**Work instructions:** Present each line of the entries below that holds the word "next".

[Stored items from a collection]
┌──

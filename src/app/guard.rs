//! Route Guard
//!
//! Pure decision for one navigation attempt. Checks run in order: authentication,
//! then the route's capability requirement, then allow. Denials are not remembered;
//! a user who gains a capability has to navigate again.

use crate::app::routes::Route;
use crate::auth::{AuthStatus, Capability, CapabilitySet};

#[derive(Debug, Clone, PartialEq, Eq)]
pub enum GuardDecision {
    Allow,
    Redirect(Route),
}

/// Where a user without the required capability is sent
pub fn fallback_route(caps: CapabilitySet) -> Route {
    if caps.contains(Capability::CanViewBusiness) {
        Route::BusinessOverview
    } else if caps.contains(Capability::CanViewOps) {
        Route::OpsFleet
    } else {
        Route::Login
    }
}

pub fn guard(status: AuthStatus, caps: CapabilitySet, route: &Route) -> GuardDecision {
    let authenticated = status == AuthStatus::Authenticated;

    if *route == Route::Login {
        return if authenticated {
            GuardDecision::Redirect(Route::BusinessOverview)
        } else {
            GuardDecision::Allow
        };
    }

    if route.is_protected() && !authenticated {
        return GuardDecision::Redirect(Route::Login);
    }

    if *route == Route::Root {
        return GuardDecision::Redirect(Route::BusinessOverview);
    }

    if let Some(required) = route.required_capability()
        && !caps.contains(required)
    {
        return GuardDecision::Redirect(fallback_route(caps));
    }

    GuardDecision::Allow
}

/// Follow redirects to the route that will actually render
pub fn settle(status: AuthStatus, caps: CapabilitySet, route: Route) -> Route {
    let mut current = route;
    // Redirect chains are at most three hops (protected → login → overview).
    for _ in 0..4 {
        match guard(status, caps, &current) {
            GuardDecision::Allow => return current,
            GuardDecision::Redirect(next) if next == current => return current,
            GuardDecision::Redirect(next) => current = next,
        }
    }
    current
}

#[cfg(test)]
mod tests {
    use super::*;
    use crate::auth::{Persona, capabilities_of};

    fn caps(persona: Persona) -> CapabilitySet {
        capabilities_of(persona)
    }

    #[test]
    fn test_anonymous_redirected_to_login() {
        let decision = guard(AuthStatus::Anonymous, caps(Persona::Engineer), &Route::EngDevices);
        assert_eq!(decision, GuardDecision::Redirect(Route::Login));
        assert_eq!(
            guard(AuthStatus::Anonymous, caps(Persona::CustomerAdmin), &Route::Profile),
            GuardDecision::Redirect(Route::Login)
        );
    }

    #[test]
    fn test_customer_admin_bounced_from_engineering() {
        let decision = guard(
            AuthStatus::Authenticated,
            caps(Persona::CustomerAdmin),
            &Route::EngDevices,
        );
        assert_eq!(decision, GuardDecision::Redirect(Route::BusinessOverview));
    }

    #[test]
    fn test_engineer_allowed() {
        for route in [
            Route::EngDevices,
            Route::EngFirmware,
            Route::EngDevice("dev-1".into()),
        ] {
            assert_eq!(
                guard(AuthStatus::Authenticated, caps(Persona::Engineer), &route),
                GuardDecision::Allow
            );
        }
    }

    #[test]
    fn test_fallback_priority() {
        assert_eq!(fallback_route(caps(Persona::InternalOps)), Route::BusinessOverview);
        let ops_only = CapabilitySet::from_slice(&[Capability::CanViewOps]);
        assert_eq!(fallback_route(ops_only), Route::OpsFleet);
        assert_eq!(fallback_route(CapabilitySet::empty()), Route::Login);
        assert_eq!(
            guard(AuthStatus::Authenticated, ops_only, &Route::EngFirmware),
            GuardDecision::Redirect(Route::OpsFleet)
        );
    }

    #[test]
    fn test_root_and_login_redirects() {
        let admin = caps(Persona::CustomerAdmin);
        assert_eq!(
            guard(AuthStatus::Authenticated, admin, &Route::Root),
            GuardDecision::Redirect(Route::BusinessOverview)
        );
        assert_eq!(
            guard(AuthStatus::Anonymous, admin, &Route::Root),
            GuardDecision::Redirect(Route::Login)
        );
        assert_eq!(
            guard(AuthStatus::Anonymous, admin, &Route::Login),
            GuardDecision::Allow
        );
        assert_eq!(
            guard(AuthStatus::Authenticated, admin, &Route::Login),
            GuardDecision::Redirect(Route::BusinessOverview)
        );
    }

    #[test]
    fn test_settle_follows_chain() {
        let admin = caps(Persona::CustomerAdmin);
        assert_eq!(
            settle(AuthStatus::Authenticated, admin, Route::Root),
            Route::BusinessOverview
        );
        assert_eq!(
            settle(AuthStatus::Anonymous, admin, Route::EngFirmware),
            Route::Login
        );
        // No capabilities: fallback is login, which bounces a signed-in user to overview
        assert_eq!(
            settle(AuthStatus::Authenticated, CapabilitySet::empty(), Route::EngFirmware),
            Route::BusinessOverview
        );
    }
}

└──

**Answer to the exercise:**
            GuardDecision::Redirect(next) if next == current => return current,
            GuardDecision::Redirect(next) => current = next,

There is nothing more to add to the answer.